Dihadang Kabut Kintamani

Boleh jadi saya memang salah memilih masa. Matahari masih malu-malu ketika saya menggeber sepeda motor dari Ubud melintasi persawahan menuju Singaraja. Namun perjalanan membelah Pulau Bali secara tegak lurus itu bersambut dengan kabut tebal di jantung Pulau Bali.

Memasuki dataran Kintamani, halimun pekat mengambang rendah di atas aspal memaksa saya melambatkan kendaraan lantas menepi. Suka tidak suka, mau tidak mau, boleh tidak boleh, saya harus menunda perjalanan ini sesaat hingga kabut buram yang menghalangi pandangan pungkas terangkat dari awang-awang.
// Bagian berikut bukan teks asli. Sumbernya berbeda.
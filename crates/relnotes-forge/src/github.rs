//! GitHub REST backend.

use std::collections::HashSet;

use async_trait::async_trait;
use chrono::{DateTime, Utc};
use relnotes_change::{Commit, PullRequest};
use reqwest::header::ACCEPT;
use reqwest::{Response, StatusCode};
use serde::Deserialize;
use serde::de::{DeserializeOwned, IgnoredAny};
use tracing::{debug, info};

use crate::{ForgeError, ForgeResult, RepoSlug, RepositoryQuery, TagRange};

/// Public GitHub API endpoint.
pub const DEFAULT_API_BASE: &str = "https://api.github.com";

const API_VERSION: &str = "2022-11-28";

/// GitHub's maximum page size.
const PULLS_PER_PAGE: usize = 100;

/// Author shown when the forge knows neither a login nor a name.
const UNKNOWN_AUTHOR: &str = "unknown";

/// Tag entry from `GET /repos/{owner}/{repo}/tags`.
#[derive(Debug, Deserialize)]
struct GitHubTag {
    name: String,
}

/// Response from `GET /repos/{owner}/{repo}/compare/{basehead}`.
#[derive(Debug, Deserialize)]
struct Comparison {
    commits: Vec<GitHubCommit>,
}

/// Commit entry in a comparison.
#[derive(Debug, Deserialize)]
struct GitHubCommit {
    sha: String,
    commit: CommitDetail,
    author: Option<GitHubUser>,
    #[serde(default)]
    parents: Vec<IgnoredAny>,
}

/// Git-level commit data.
#[derive(Debug, Deserialize)]
struct CommitDetail {
    message: String,
    author: Option<GitAuthor>,
}

/// Git author signature.
#[derive(Debug, Deserialize)]
struct GitAuthor {
    name: Option<String>,
    date: Option<DateTime<Utc>>,
}

/// GitHub account.
#[derive(Debug, Deserialize)]
struct GitHubUser {
    login: String,
}

/// Pull request entry from `GET /repos/{owner}/{repo}/pulls`.
#[derive(Debug, Deserialize)]
struct GitHubPull {
    number: u64,
    title: String,
    #[serde(default)]
    labels: Vec<GitHubLabel>,
    user: Option<GitHubUser>,
    merged_at: Option<DateTime<Utc>>,
    merge_commit_sha: Option<String>,
}

/// Label attached to a pull request.
#[derive(Debug, Deserialize)]
struct GitHubLabel {
    name: Option<String>,
}

/// Error body returned by the API.
#[derive(Debug, Deserialize)]
struct GitHubErrorBody {
    message: String,
}

impl GitHubCommit {
    fn is_merge(&self) -> bool {
        self.parents.len() > 1
    }

    fn into_commit(self) -> Commit {
        let (name, date) = match self.commit.author {
            Some(author) => (author.name, author.date),
            None => (None, None),
        };
        let author = self
            .author
            .map(|user| user.login)
            .or(name)
            .unwrap_or_else(|| UNKNOWN_AUTHOR.to_string());

        Commit::new(&self.sha, &self.commit.message, author, date)
    }
}

impl GitHubPull {
    /// Converts a closed pull request, keeping it only if it was merged into `range_shas`.
    fn into_merged_in(self, range_shas: &HashSet<String>) -> Option<PullRequest> {
        let merged_at = self.merged_at?;
        let merge_sha = self.merge_commit_sha.as_deref()?;
        if !range_shas.contains(merge_sha) {
            return None;
        }

        let author = self
            .user
            .map_or_else(|| UNKNOWN_AUTHOR.to_string(), |user| user.login);

        Some(
            PullRequest::builder(self.number, self.title)
                .labels(self.labels.into_iter().map(|l| l.name.unwrap_or_default()))
                .author(author)
                .merged_at(merged_at)
                .build(),
        )
    }
}

/// GitHub REST API client.
pub struct GitHubClient {
    client: reqwest::Client,
    api_base: String,
    token: Option<String>,
}

impl GitHubClient {
    /// Creates a client for the public GitHub API.
    ///
    /// # Errors
    ///
    /// Returns an error if the HTTP client cannot be built.
    pub fn new(token: Option<String>) -> ForgeResult<Self> {
        let client = reqwest::Client::builder()
            .user_agent(concat!(
                env!("CARGO_PKG_NAME"),
                "/",
                env!("CARGO_PKG_VERSION")
            ))
            .build()
            .map_err(ForgeError::Client)?;

        Ok(Self {
            client,
            api_base: DEFAULT_API_BASE.to_string(),
            token: token.filter(|t| !t.is_empty()),
        })
    }

    /// Points the client at another API base (GitHub Enterprise, test servers).
    #[must_use]
    pub fn with_api_base(mut self, api_base: impl Into<String>) -> Self {
        self.api_base = api_base.into().trim_end_matches('/').to_string();
        self
    }

    /// Returns the API base URL.
    #[must_use]
    pub fn api_base(&self) -> &str {
        &self.api_base
    }

    fn repo_url(&self, repo: &RepoSlug, path: &str) -> String {
        format!(
            "{}/repos/{}/{}/{path}",
            self.api_base, repo.owner, repo.name
        )
    }

    async fn get_json<T: DeserializeOwned>(
        &self,
        url: &str,
        query: &[(&str, String)],
    ) -> ForgeResult<T> {
        debug!(%url, ?query, "GET");

        let mut request = self
            .client
            .get(url)
            .query(query)
            .header(ACCEPT, "application/vnd.github+json")
            .header("X-GitHub-Api-Version", API_VERSION);
        if let Some(token) = &self.token {
            request = request.bearer_auth(token);
        }

        let response = request.send().await.map_err(|source| ForgeError::Request {
            url: url.to_string(),
            source,
        })?;

        let status = response.status();
        if !status.is_success() {
            return Err(Self::error_for(response, status).await);
        }

        response.json().await.map_err(|source| ForgeError::Request {
            url: url.to_string(),
            source,
        })
    }

    async fn error_for(response: Response, status: StatusCode) -> ForgeError {
        let message = match response.json::<GitHubErrorBody>().await {
            Ok(body) => body.message,
            Err(_) => status
                .canonical_reason()
                .unwrap_or("unknown error")
                .to_string(),
        };

        match status {
            StatusCode::UNAUTHORIZED | StatusCode::FORBIDDEN => ForgeError::Unauthorized(message),
            StatusCode::NOT_FOUND => ForgeError::NotFound(message),
            StatusCode::TOO_MANY_REQUESTS => ForgeError::RateLimited,
            _ => ForgeError::Api {
                status: status.as_u16(),
                message,
            },
        }
    }

    async fn compare(&self, repo: &RepoSlug, range: &TagRange) -> ForgeResult<Comparison> {
        let url = self.repo_url(repo, &format!("compare/{}", range.basehead()));
        self.get_json(&url, &[]).await
    }
}

#[async_trait]
impl RepositoryQuery for GitHubClient {
    async fn list_tags(&self, repo: &RepoSlug, page_size: u8) -> ForgeResult<Vec<String>> {
        let url = self.repo_url(repo, "tags");
        let tags: Vec<GitHubTag> = self
            .get_json(&url, &[("per_page", page_size.to_string())])
            .await?;

        debug!(%repo, count = tags.len(), "listed tags");
        Ok(tags.into_iter().map(|t| t.name).collect())
    }

    async fn fetch_merged_pull_requests(
        &self,
        repo: &RepoSlug,
        range: &TagRange,
    ) -> ForgeResult<Vec<PullRequest>> {
        let comparison = self.compare(repo, range).await?;
        let range_shas: HashSet<String> = comparison.commits.into_iter().map(|c| c.sha).collect();

        let url = self.repo_url(repo, "pulls");
        let mut pulls = Vec::new();
        let mut page: u32 = 1;

        loop {
            let batch: Vec<GitHubPull> = self
                .get_json(
                    &url,
                    &[
                        ("state", "closed".to_string()),
                        ("sort", "updated".to_string()),
                        ("direction", "desc".to_string()),
                        ("per_page", PULLS_PER_PAGE.to_string()),
                        ("page", page.to_string()),
                    ],
                )
                .await?;

            let batch_len = batch.len();
            debug!(page, count = batch_len, "fetched closed pull requests");

            pulls.extend(
                batch
                    .into_iter()
                    .filter_map(|pr| pr.into_merged_in(&range_shas)),
            );

            if batch_len < PULLS_PER_PAGE {
                break;
            }
            page += 1;
        }

        info!(count = pulls.len(), range = %range.basehead(), "found merged pull requests in range");
        Ok(pulls)
    }

    async fn fetch_commits(&self, repo: &RepoSlug, range: &TagRange) -> ForgeResult<Vec<Commit>> {
        let comparison = self.compare(repo, range).await?;

        let commits: Vec<Commit> = comparison
            .commits
            .into_iter()
            .filter(|c| !c.is_merge())
            .map(GitHubCommit::into_commit)
            .collect();

        info!(count = commits.len(), range = %range.basehead(), "found commits in range");
        Ok(commits)
    }
}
Tidak sampai satu jam jalanan muram berangsur terang. Tersibak di hadapan saya pemandangan menawan Gunung Batur, dengan lereng-lereng yang bergurat-gurat kecoklatan. Remang kusam yang sedari tadi memayungi sekonyong-konyong amblas entah ke mana. Menyisakan seulasan pemandangan manis di hadap wajah.

Terdiam saya duduk di salah satu paviliun. Sudah urung kalbu ini untuk buru-buru melanjutkan perjalanan. Biarlah saya menikmati beberapa menit di tempat ini sebelum bergegas mengaspal kembali. Kicau burung-burung gunung meramaikan ambien, sementara saya tenggelam di dalam buaian alam yang baru bangun dari tidurnya.

Kintamani memang cantik. Bertahun-tahun saya menyesap kopinya, namun baru kali ini saya ada kesempatan menikmati alamnya, di mana hutan, gunung, dan danau berdampingan.

“Di seberang danau ada Trunyan,” oceh seorang bapak tua yang duduk di sebelah saya, “Bisa ke sana naik kapal. Biasanya orang sewa kapal ke sana. Coba saja main ke sana.”

Saat ini mungkin tidak. Tapi suatu saat nanti pasti.